Les notes indiquées entre guillemets sont numérotées comme telles dans le texte d’origine]
Règles de base de l’interprétation
On veut tous être compris. Il arrive souvent que les incompréhensions apparaissent lorsqu’une phrase est sortie de son contexte. C’est pourquoi tous ­ceux qui ont été mal compris font appel au sens de la justice afin de prendre en compte le contexte. Celui-ci inclut à la fois des éléments internes et externes qui permettent d’établir la vérité sur une phrase que l’on étudie.

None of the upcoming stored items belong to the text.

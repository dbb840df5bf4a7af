//! Provides platform-specific functionality.
//!
//! The installer shells out to the Android platform tools, whose executable
//! names differ between operating systems, and on Windows it is usually
//! launched by double-clicking, which closes the console window as soon as
//! the process exits.
//!
//! It uses conditional compilation (`#[cfg]`) to expose the correct implementation
//! for the target OS. Each submodule exposes the same public API, so that the
//! rest of the library can use it without worrying about the underlying platform.

use std::path::{Path, PathBuf};

#[cfg(unix)]
mod unix;
#[cfg(unix)]
pub use self::unix::*;

#[cfg(windows)]
mod windows;
#[cfg(windows)]
pub use self::windows::*;

/// Locates a platform tool, preferring a copy bundled in `dir`.
///
/// Falls back to the bare executable name so that the normal `PATH` lookup
/// applies when nothing is bundled.
pub fn find_tool(dir: &Path, name: &str) -> PathBuf {
    let file_name = executable_name(name);
    let bundled = dir.join(&file_name);
    if bundled.is_file() {
        bundled
    } else {
        PathBuf::from(file_name)
    }
}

En interne, on se fait en général une bonne idée de ce que l’auteur veut dire quand on lit les mots, phrases, paragraphes, et même les chapitres autour d’une phrase intrigante. En externe, on se pose d’autres questions (comme « quand », « où », « qui », et peut-être « comment »), qui nous aideront peut-être à comprendre l’époque, le lieu et les circonstances qui s’appliquent à ce contexte externe, comme nous allons bientôt le voir.
Eléments internes :
Règle 1 : Reconnaître que la Bible et les écrits d’Ellen White sont le produit d’une inspiration de pensée, et non verbale, comme le décrit le chapitre précédent.
Règle 2 : Reconnaître que les définitions de termes peuvent évoluer avec le temps.
Par exemple, dans la Bible Segond de 1910, certains mots ont changé de signification, ce qui fait que le sens que les traducteurs voulaient leur donner ne tient plus. Des lecteurs familiers de la Bible auront une compréhension erronée de certains textes, s’ils ne sont pas conscients des changements du sens des mots. 1

C’est la même chose pour les écrits d’Ellen White, par exemple avec la phrase « It is the nicest work ever assumed by men and women to deal with youthful minds » 2, qui a tant déconcerté. Ce mot en gras est le superlatif de l’adjectif « nice » qui en français contemporain donnerait le sens suivant à la phrase : « c’est la tâche la plus belle qui soit donnée d’être accomplie par des hommes et des femmes que de s’occuper de jeunes esprits ». Lorsque Mme White utilisa ce même mot dans d’autres circonstances, elle vit le problème et donna des détails : « This work is the nicest, the most difficult, ever committed to human beings. » En traduisant littéralement, cela donne : « Cette tâche est la plus belle, la plus difficile, qui ait jamais été confiée aux êtres humains. » 3 Etrange, non ? Au dix-neuvième siècle, l’adjectif « nice » signifiait « pointilleux dans les exigences et les normes » ou « qui exige une précision et une sensibilité extrême ».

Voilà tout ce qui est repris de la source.